(Stored entries)
+++

//! Cluster error types

use shard_common::{AppError, ConfigError};
use shard_core::CoreError;
use shard_gateway::GatewayError;
use thiserror::Error;

use crate::eval::EvalError;
use crate::ipc::{IpcError, RemoteError};
use crate::rest::RestError;

/// Cluster layer error type
#[derive(Debug, Error)]
pub enum ClusterError {
    /// The worker exited while the operation was pending
    #[error("process closed")]
    ProcessClosed,

    /// No live worker for this cluster
    #[error("Cluster {0} is not running")]
    NotRunning(u32),

    #[error("Unknown cluster: {0}")]
    UnknownCluster(u32),

    #[error("Timed out waiting for {0}")]
    Timeout(&'static str),

    #[error("Failed to spawn cluster {cluster_id}: {reason}")]
    Spawn { cluster_id: u32, reason: String },

    #[error(transparent)]
    Ipc(#[from] IpcError),

    #[error(transparent)]
    Remote(#[from] RemoteError),

    #[error(transparent)]
    Eval(#[from] EvalError),

    #[error(transparent)]
    Rest(#[from] RestError),

    #[error(transparent)]
    Gateway(#[from] GatewayError),

    #[error(transparent)]
    Layout(#[from] CoreError),

    #[error(transparent)]
    Config(#[from] ConfigError),
}

impl ClusterError {
    /// Get error code for logs and IPC error payloads
    pub fn code(&self) -> &'static str {
        match self {
            Self::ProcessClosed => "PROCESS_CLOSED",
            Self::NotRunning(_) => "NOT_RUNNING",
            Self::UnknownCluster(_) => "UNKNOWN_CLUSTER",
            Self::Timeout(_) => "TIMEOUT",
            Self::Spawn { .. } => "SPAWN_FAILED",
            Self::Ipc(_) => "IPC_ERROR",
            Self::Remote(_) => "REMOTE_ERROR",
            Self::Eval(_) => "EVAL_ERROR",
            Self::Rest(_) => "REST_ERROR",
            Self::Gateway(_) => "GATEWAY_ERROR",
            Self::Layout(e) => e.code(),
            Self::Config(_) => "CONFIG_ERROR",
        }
    }

    /// Wire form for replies to another process
    pub fn to_remote(&self) -> RemoteError {
        match self {
            Self::Remote(remote) => remote.clone(),
            other => RemoteError::new(other.code(), other.to_string()),
        }
    }
}

impl From<ClusterError> for AppError {
    fn from(err: ClusterError) -> Self {
        match err {
            ClusterError::Config(e) => Self::Config(e),
            ClusterError::Layout(e) => Self::Layout(e),
            ClusterError::Gateway(e) => Self::Gateway(e.to_string()),
            ClusterError::Rest(e) => Self::ExternalService(e.to_string()),
            other => Self::Cluster(other.to_string()),
        }
    }
}

/// Cluster result type
pub type ClusterResult<T> = Result<T, ClusterError>;
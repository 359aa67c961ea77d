//! Time source for the machine poller, so its schedule can be driven from tests.

use std::time::{Duration, Instant};

pub trait Clock {
    fn now(&self) -> Instant;
    fn sleep(&self, d: Duration);

    /// Time left until `deadline`; zero once it has passed.
    fn until(&self, deadline: Instant) -> Duration {
        deadline.saturating_duration_since(self.now())
    }
}

/// Wall-clock time from `Instant::now` and `thread::sleep`.
#[derive(Debug, Default, Clone, Copy)]
pub struct MonotonicClock;

impl MonotonicClock {
    pub fn new() -> Self {
        Self
    }
}

impl Clock for MonotonicClock {
    fn now(&self) -> Instant {
        Instant::now()
    }

    fn sleep(&self, d: Duration) {
        if !d.is_zero() {
            std::thread::sleep(d);
        }
    }
}

#[cfg(test)]
mod tests {
    use super::*;

    #[test]
    fn passed_deadline_leaves_nothing() {
        let clock = MonotonicClock::new();
        let past = clock.now();
        clock.sleep(Duration::from_millis(2));
        assert_eq!(clock.until(past), Duration::ZERO);
    }

    #[test]
    fn future_deadline_counts_down() {
        let clock = MonotonicClock::new();
        let left = clock.until(clock.now() + Duration::from_secs(60));
        assert!(left > Duration::from_secs(59));
        assert!(left <= Duration::from_secs(60));
    }
}
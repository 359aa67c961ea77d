//! CLI argument definitions and shared statics.

use clap::{ArgAction, Parser, Subcommand};
use std::path::PathBuf;
use std::sync::OnceLock;

/// Whether the user asked for JSON output (controls structured error output).
pub static JSON_MODE: OnceLock<bool> = OnceLock::new();

pub fn json_mode() -> bool {
    JSON_MODE.get().copied().unwrap_or(false)
}

#[derive(Parser, Debug)]
#[command(name = "machines", version, about = "Shared machines client")]
pub struct Cli {
    /// Path to config TOML; a missing file means defaults
    #[arg(long, value_name = "FILE", default_value = "machines.toml")]
    pub config: PathBuf,

    /// Override api.backend_url from the config
    #[arg(long, value_name = "URL")]
    pub backend_url: Option<String>,

    /// Talk to an in-process simulated backend instead of the network
    #[arg(long, action = ArgAction::SetTrue)]
    pub sim: bool,

    /// Print results and logs as JSON lines instead of text
    #[arg(long, action = ArgAction::SetTrue)]
    pub json: bool,

    /// Console log level (error|warn|info|debug|trace); defaults to logging.level, then warn
    #[arg(long = "log-level", value_name = "LEVEL")]
    pub log_level: Option<String>,

    /// Command to execute
    #[command(subcommand)]
    pub cmd: Commands,
}

#[derive(Subcommand, Debug)]
pub enum Commands {
    /// Exchange phone and password for a session token
    Login {
        #[arg(long)]
        phone: String,
        #[arg(long)]
        password: String,
    },
    /// Forget the stored session token
    Logout,
    /// List every machine
    List {
        /// Emit CSV instead of a table
        #[arg(long, action = ArgAction::SetTrue)]
        csv: bool,
    },
    /// Show one machine with its status and available commands
    Show {
        #[arg(long)]
        id: Option<String>,
    },
    /// Start using a free machine
    Start {
        #[arg(long)]
        id: Option<String>,
    },
    /// Pause a machine in use
    Pause {
        #[arg(long)]
        id: Option<String>,
    },
    /// Resume a paused machine
    Resume {
        #[arg(long)]
        id: Option<String>,
    },
    /// Finish using a machine
    Finish {
        #[arg(long)]
        id: Option<String>,
    },
    /// End a parking session (the QR landing page)
    FinishSession {
        #[arg(long)]
        key: Option<String>,
        #[arg(long = "parking-name")]
        parking_name: Option<String>,
    },
    /// Open a front-end route, e.g. "/machine?id=m1"
    Open {
        #[arg(value_name = "ROUTE")]
        route: String,
    },
    /// Re-fetch one machine periodically until Ctrl-C
    Watch {
        #[arg(long)]
        id: Option<String>,
        /// Poll interval in milliseconds
        #[arg(long, value_name = "MS", default_value_t = 2000)]
        interval_ms: u64,
        /// Stop after this many snapshots
        #[arg(long, value_name = "N")]
        count: Option<u64>,
    },
}
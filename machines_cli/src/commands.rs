//! Subcommand execution: builds the client, runs a view, prints the result.

use std::io::IsTerminal;
use std::sync::Arc;
use std::sync::atomic::{AtomicBool, Ordering};
use std::time::Duration;

use eyre::WrapErr;
use machines_core::{
    ApiClient, ApiSettings, Command, FileTokenStore, LoginForm, MachineView, MachinesView, Poller,
    QueryParams, Route, ViewError, finish_session, logout, status_badge,
};
use machines_traits::TokenStore;
use machines_traits::clock::MonotonicClock;
use machines_ui::{Style, render_badge, render_detail, render_table};
use serde_json::json;

use crate::cli::{Commands, json_mode};

/// Everything a subcommand needs, resolved once from flags and config.
pub struct Context {
    pub client: ApiClient,
    pub session: FileTokenStore,
    pub style: Style,
}

impl Context {
    pub fn new(settings: ApiSettings, sim: bool, token_file: &std::path::Path) -> eyre::Result<Self> {
        let client = if sim {
            tracing::info!("using simulated backend");
            ApiClient::builder()
                .with_backend(machines_http::SimulatedBackend::with_demo_fleet())
                .with_settings(settings)
                .build()?
        } else {
            tracing::debug!(backend = %settings.backend_url, "using HTTP backend");
            ApiClient::connect(settings)?
        };
        let style = Style {
            ansi: !json_mode() && std::io::stdout().is_terminal(),
        };
        Ok(Self {
            client,
            session: FileTokenStore::new(token_file),
            style,
        })
    }
}

fn print_json(v: &serde_json::Value) {
    println!("{v}");
}

fn id_params(id: Option<&str>) -> QueryParams {
    match id {
        Some(id) => QueryParams::new().with("id", id),
        None => QueryParams::new(),
    }
}

pub fn run(ctx: &mut Context, cmd: &Commands) -> eyre::Result<()> {
    match cmd {
        Commands::Login { phone, password } => login(ctx, phone, password),
        Commands::Logout => {
            let next = logout(&mut ctx.session)?;
            if json_mode() {
                print_json(&json!({ "ok": true, "next": next.path() }));
            } else {
                println!("Logged out.");
            }
            Ok(())
        }
        Commands::List { csv } => list(ctx, *csv),
        Commands::Show { id } => show(ctx, &id_params(id.as_deref())),
        Commands::Start { id } => press(ctx, Command::Start, id.as_deref()),
        Commands::Pause { id } => press(ctx, Command::Pause, id.as_deref()),
        Commands::Resume { id } => press(ctx, Command::Resume, id.as_deref()),
        Commands::Finish { id } => press(ctx, Command::Finish, id.as_deref()),
        Commands::FinishSession { key, parking_name } => {
            let mut params = QueryParams::new();
            if let Some(k) = key {
                params = params.with("key", k.as_str());
            }
            if let Some(p) = parking_name {
                params = params.with("parking_name", p.as_str());
            }
            finish(ctx, &params)
        }
        Commands::Open { route } => open(ctx, route),
        Commands::Watch {
            id,
            interval_ms,
            count,
        } => watch(ctx, id.as_deref(), *interval_ms, *count),
    }
}

fn login(ctx: &mut Context, phone: &str, password: &str) -> eyre::Result<()> {
    let next = LoginForm::new(phone, password).submit(&ctx.client, &mut ctx.session)?;
    if json_mode() {
        print_json(&json!({ "ok": true, "next": next.path() }));
    } else {
        println!("Logged in.");
    }
    Ok(())
}

fn list(ctx: &Context, csv: bool) -> eyre::Result<()> {
    let view = MachinesView::open(&ctx.client, &ctx.session)?;
    if json_mode() {
        print_json(&serde_json::to_value(view.machines())?);
    } else if csv {
        let mut w = csv::Writer::from_writer(std::io::stdout());
        w.write_record(["id", "state", "status", "voltage", "ip_addr"])?;
        for m in view.machines() {
            w.write_record([
                m.id.clone(),
                m.state.code().to_string(),
                status_badge(m.state).label.to_string(),
                m.voltage.to_string(),
                m.ip_addr.clone(),
            ])?;
        }
        w.flush().wrap_err("failed to write CSV")?;
    } else {
        print!("{}", render_table(&view.rows(), ctx.style));
    }
    Ok(())
}

fn print_view(ctx: &Context, view: &MachineView) {
    let model = view.model();
    if json_mode() {
        print_json(&json!({
            "machine": model.machine,
            "status": { "label": model.badge.label, "color": model.badge.color.name() },
            "enabled": model.panel.enabled_commands().iter().map(|c| c.name()).collect::<Vec<_>>(),
            "error": model.error,
        }));
    } else {
        print!("{}", render_detail(&model, ctx.style));
    }
}

fn show(ctx: &Context, params: &QueryParams) -> eyre::Result<()> {
    let view = MachineView::open(&ctx.client, &ctx.session, params)?;
    print_view(ctx, &view);
    Ok(())
}

fn press(ctx: &Context, command: Command, id: Option<&str>) -> eyre::Result<()> {
    let mut view = MachineView::open(&ctx.client, &ctx.session, &id_params(id))?;
    let from = view.state();
    match view.press(command) {
        Ok(to) => {
            if !json_mode() {
                println!("{command}: {from} -> {to}");
            }
            print_view(ctx, &view);
            Ok(())
        }
        // Nothing was sent; the view is unchanged.
        Err(e @ ViewError::CommandDisabled { .. }) => Err(e.into()),
        Err(e) => {
            print_view(ctx, &view);
            Err(e.into())
        }
    }
}

fn finish(ctx: &Context, params: &QueryParams) -> eyre::Result<()> {
    let out = finish_session(&ctx.client, &ctx.session, params)?;
    if json_mode() {
        print_json(&json!({ "ok": true, "message": out.message, "next": out.next.path() }));
    } else {
        println!("{}", out.message);
    }
    Ok(())
}

fn open(ctx: &mut Context, route: &str) -> eyre::Result<()> {
    let Some(parsed) = Route::parse(route) else {
        eyre::bail!("unknown route `{route}`");
    };
    tracing::debug!(route = %parsed, "opening route");
    match parsed {
        // Home lands on the list, which itself redirects to login without a session.
        Route::Home | Route::Machines => list(ctx, false),
        Route::Login => {
            if ctx.session.load().is_some() {
                println!("Already logged in.");
                Ok(())
            } else {
                Err(ViewError::LoginRequired.into())
            }
        }
        Route::Machine(params) => show(ctx, &params),
        Route::FinishSession(params) => finish(ctx, &params),
    }
}

fn watch(ctx: &Context, id: Option<&str>, interval_ms: u64, count: Option<u64>) -> eyre::Result<()> {
    let Some(token) = ctx.session.load() else {
        return Err(ViewError::LoginRequired.into());
    };
    let Some(id) = id.filter(|s| !s.trim().is_empty()) else {
        return Err(ViewError::MissingMachineId.into());
    };
    if interval_ms == 0 {
        eyre::bail!("--interval-ms must be >= 1");
    }

    let stop = Arc::new(AtomicBool::new(false));
    {
        let stop = stop.clone();
        ctrlc::set_handler(move || stop.store(true, Ordering::Relaxed))
            .wrap_err("failed to install Ctrl-C handler")?;
    }

    let interval = Duration::from_millis(interval_ms);
    let poller = Poller::spawn(
        ctx.client.clone(),
        token,
        id.to_string(),
        interval,
        MonotonicClock::new(),
    );
    let wait = interval.max(Duration::from_millis(100)) + ctx.client.settings().timeout;
    let mut seen = 0u64;
    while !stop.load(Ordering::Relaxed) && count.is_none_or(|n| seen < n) {
        let Some(snapshot) = poller.recv_timeout(wait) else {
            continue;
        };
        seen += 1;
        match snapshot {
            Ok(m) => {
                if json_mode() {
                    print_json(&json!({ "machine": m, "status": status_badge(m.state).label }));
                } else {
                    println!(
                        "{} {} {} V {}",
                        m.id,
                        render_badge(status_badge(m.state), ctx.style),
                        m.voltage,
                        m.ip_addr
                    );
                }
            }
            Err(e) => {
                tracing::warn!(detail = %e.detail(), "poll failed");
                if json_mode() {
                    print_json(&json!({ "error": e.to_string() }));
                } else {
                    println!("{id} error: {e}");
                }
            }
        }
    }
    tracing::debug!(snapshots = seen, polls = poller.polls(), "watch stopped");
    Ok(())
}
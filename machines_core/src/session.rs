//! File-backed session token storage.
//!
//! The token is stored as the whole file content. A missing, empty or
//! whitespace-only file means there is no session.

use std::path::{Path, PathBuf};

use machines_traits::{BoxError, TokenStore};

use crate::atomic::write_atomic;

#[derive(Debug, Clone)]
pub struct FileTokenStore {
    path: PathBuf,
}

impl FileTokenStore {
    pub fn new(path: impl Into<PathBuf>) -> Self {
        Self { path: path.into() }
    }

    pub fn path(&self) -> &Path {
        &self.path
    }
}

impl TokenStore for FileTokenStore {
    fn load(&self) -> Option<String> {
        match std::fs::read_to_string(&self.path) {
            Ok(s) => {
                let t = s.trim();
                (!t.is_empty()).then(|| t.to_string())
            }
            Err(e) if e.kind() == std::io::ErrorKind::NotFound => None,
            Err(e) => {
                tracing::warn!(path = %self.path.display(), error = %e, "cannot read token file");
                None
            }
        }
    }

    fn save(&mut self, token: &str) -> Result<(), BoxError> {
        write_atomic(&self.path, token.trim().as_bytes())?;
        tracing::debug!(path = %self.path.display(), "session token saved");
        Ok(())
    }

    fn clear(&mut self) -> Result<(), BoxError> {
        match std::fs::remove_file(&self.path) {
            Ok(()) => Ok(()),
            Err(e) if e.kind() == std::io::ErrorKind::NotFound => Ok(()),
            Err(e) => Err(Box::new(e)),
        }
    }
}

#[cfg(test)]
mod tests {
    use super::*;

    #[test]
    fn missing_file_is_no_session() {
        let dir = tempfile::tempdir().unwrap();
        let store = FileTokenStore::new(dir.path().join("token"));
        assert_eq!(store.load(), None);
    }

    #[test]
    fn whitespace_only_is_no_session() {
        let dir = tempfile::tempdir().unwrap();
        let path = dir.path().join("token");
        std::fs::write(&path, "  \n").unwrap();
        assert_eq!(FileTokenStore::new(path).load(), None);
    }

    #[test]
    fn save_load_clear() {
        let dir = tempfile::tempdir().unwrap();
        let mut store = FileTokenStore::new(dir.path().join("nested/token"));
        store.save("abc\n").unwrap();
        assert_eq!(store.load().as_deref(), Some("abc"));
        store.clear().unwrap();
        assert_eq!(store.load(), None);
        // Clearing twice is fine.
        store.clear().unwrap();
    }
}
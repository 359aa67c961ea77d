mod cli;
mod commands;
mod error_fmt;
mod logging;

use clap::Parser;
use machines_core::ApiSettings;

use crate::cli::{Cli, JSON_MODE};
use crate::error_fmt::{exit_code_for_error, format_error_json, humanize};

fn main() {
    let _ = color_eyre::install();
    let cli = Cli::parse();
    let _ = JSON_MODE.set(cli.json);

    let mut guard = None;
    let code = match run(&cli, &mut guard) {
        Ok(()) => 0,
        Err(e) => {
            tracing::debug!(error = %e, "command failed");
            if cli.json {
                println!("{}", format_error_json(&e));
            } else {
                eprintln!("{}", humanize(&e));
            }
            exit_code_for_error(&e)
        }
    };
    // Flush the file writer before exiting.
    drop(guard);
    std::process::exit(code);
}

fn run(
    cli: &Cli,
    guard: &mut Option<tracing_appender::non_blocking::WorkerGuard>,
) -> eyre::Result<()> {
    let mut cfg = machines_config::load_file(&cli.config)?;
    if let Some(url) = &cli.backend_url {
        cfg.api.backend_url = url.clone();
    }
    cfg.validate()
        .map_err(|e| eyre::eyre!("invalid configuration in {}: {e}", cli.config.display()))?;

    let level = cli
        .log_level
        .as_deref()
        .or(cfg.logging.level.as_deref())
        .unwrap_or("warn");
    *guard = logging::init(level, cli.json, &cfg.logging)?;
    tracing::debug!(config = %cli.config.display(), sim = cli.sim, "starting");

    let settings = ApiSettings::from(&cfg.api);
    let mut ctx = commands::Context::new(settings, cli.sim, &cfg.session.token_file)?;
    commands::run(&mut ctx, &cli.cmd)
}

+++

* WHAT YOU WILL DO *
Using the records above, output exactly the lines from the first through the line that contains "#[derive(Debug, Error)]", with both of those included.

* RESPONSE AREA *
//! Cluster error types

use shard_common::{AppError, ConfigError};
use shard_core::CoreError;
use shard_gateway::GatewayError;
use thiserror::Error;

use crate::eval::EvalError;
use crate::ipc::{IpcError, RemoteError};
use crate::rest::RestError;

/// Cluster layer error type
#[derive(Debug, Error)]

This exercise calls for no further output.